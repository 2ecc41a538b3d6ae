//! HTTP retry helpers for transient upstream errors.
//!
//! Every upstream call goes through [`send_json`], which retries with
//! exponential backoff on connection failures, timeouts, HTTP 429 and
//! HTTP 5xx. Other 4xx responses are permanent and fail immediately.

use std::time::Duration;

use crate::UpstreamError;

/// Maximum length of the response body preview included in errors.
const BODY_PREVIEW_LEN: usize = 300;

/// Retry budget and backoff base.
#[derive(Debug, Clone, Copy, PartialEq, Eq)]
pub struct RetryPolicy {
    /// Retries after the first attempt.
    pub max_retries: u32,
    /// Delay before the first retry; doubles on each further retry.
    pub base_delay: Duration,
}

impl Default for RetryPolicy {
    fn default() -> Self {
        Self {
            max_retries: 3,
            base_delay: Duration::from_secs(1),
        }
    }
}

impl RetryPolicy {
    fn delay(&self, attempt: u32) -> Duration {
        self.base_delay
            .saturating_mul(1u32.checked_shl(attempt.saturating_sub(1)).unwrap_or(u32::MAX))
    }
}

/// Sends the request built by `build_request` and parses the body as
/// JSON.
///
/// The closure is called on each attempt since builders are consumed by
/// `.send()`. A body that fails to decode is re-fetched within the same
/// retry budget.
///
/// # Errors
///
/// Returns [`UpstreamError`] if the request still fails after all
/// retries, the server answers with a permanent status, or the body is
/// not JSON.
#[allow(clippy::future_not_send)]
pub async fn send_json<F>(
    build_request: F,
    policy: &RetryPolicy,
) -> Result<serde_json::Value, UpstreamError>
where
    F: Fn() -> reqwest::RequestBuilder,
{
    let mut attempt = 0;
    loop {
        let response = send_inner(&build_request, policy).await?;
        let url = response.url().to_string();
        let status = response.status();

        let decoded = match response.text().await {
            Ok(text) => serde_json::from_str(&text).map_err(|e| {
                let preview: String = text.chars().take(BODY_PREVIEW_LEN).collect();
                UpstreamError::Response {
                    message: format!("{url} ({status}): invalid JSON: {e}; body: {preview}"),
                }
            }),
            Err(e) => Err(UpstreamError::Http(e)),
        };

        match decoded {
            Ok(value) => return Ok(value),
            Err(e) if attempt < policy.max_retries => {
                attempt += 1;
                let delay = policy.delay(attempt);
                log::warn!(
                    "Body decode failed (retry {attempt}/{}), re-fetching in {delay:?}: {e}",
                    policy.max_retries
                );
                tokio::time::sleep(delay).await;
            }
            Err(e) => {
                log::error!("Giving up on {url}: {e}");
                return Err(e);
            }
        }
    }
}

/// Core retry loop. Returns the first response with a 2xx or 3xx status.
#[allow(clippy::future_not_send)]
async fn send_inner<F>(
    build_request: &F,
    policy: &RetryPolicy,
) -> Result<reqwest::Response, UpstreamError>
where
    F: Fn() -> reqwest::RequestBuilder,
{
    let max_retries = policy.max_retries;

    for attempt in 0..=max_retries {
        if attempt > 0 {
            let delay = policy.delay(attempt);
            log::warn!("  retry {attempt}/{max_retries} in {delay:?}...");
            tokio::time::sleep(delay).await;
        }

        match build_request().send().await {
            Err(e) => {
                if is_transient(&e) && attempt < max_retries {
                    log::warn!("  transient error: {e}");
                    continue;
                }
                return Err(UpstreamError::Http(e));
            }
            Ok(response) => {
                let status = response.status();
                let url = response.url().to_string();

                if status == reqwest::StatusCode::TOO_MANY_REQUESTS || status.is_server_error() {
                    if attempt < max_retries {
                        log::warn!("  HTTP {status} from {url}");
                        continue;
                    }
                    return Err(UpstreamError::Status {
                        url,
                        status: status.as_u16(),
                        retries: max_retries,
                    });
                }

                if status.is_client_error() {
                    return Err(UpstreamError::Status {
                        url,
                        status: status.as_u16(),
                        retries: attempt,
                    });
                }

                return Ok(response);
            }
        }
    }

    Err(UpstreamError::Response {
        message: "request failed after all retries".to_string(),
    })
}

/// Returns `true` if the error is likely transient and worth retrying.
fn is_transient(e: &reqwest::Error) -> bool {
    e.is_timeout() || e.is_connect() || e.is_body() || e.is_decode() || e.is_request()
}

> [Problem requirements]: Output exactly the leading lines of the data, up to and including the line marked by "pub struct RetryPolicy".

> [Task output]:
repository 2ecc41a538b3d6ae
//! HTTP retry helpers for transient upstream errors.
//!
//! Every upstream call goes through [`send_json`], which retries with
//! exponential backoff on connection failures, timeouts, HTTP 429 and
//! HTTP 5xx. Other 4xx responses are permanent and fail immediately.

use std::time::Duration;

use crate::UpstreamError;

/// Maximum length of the response body preview included in errors.
const BODY_PREVIEW_LEN: usize = 300;

/// Retry budget and backoff base.
#[derive(Debug, Clone, Copy, PartialEq, Eq)]
pub struct RetryPolicy {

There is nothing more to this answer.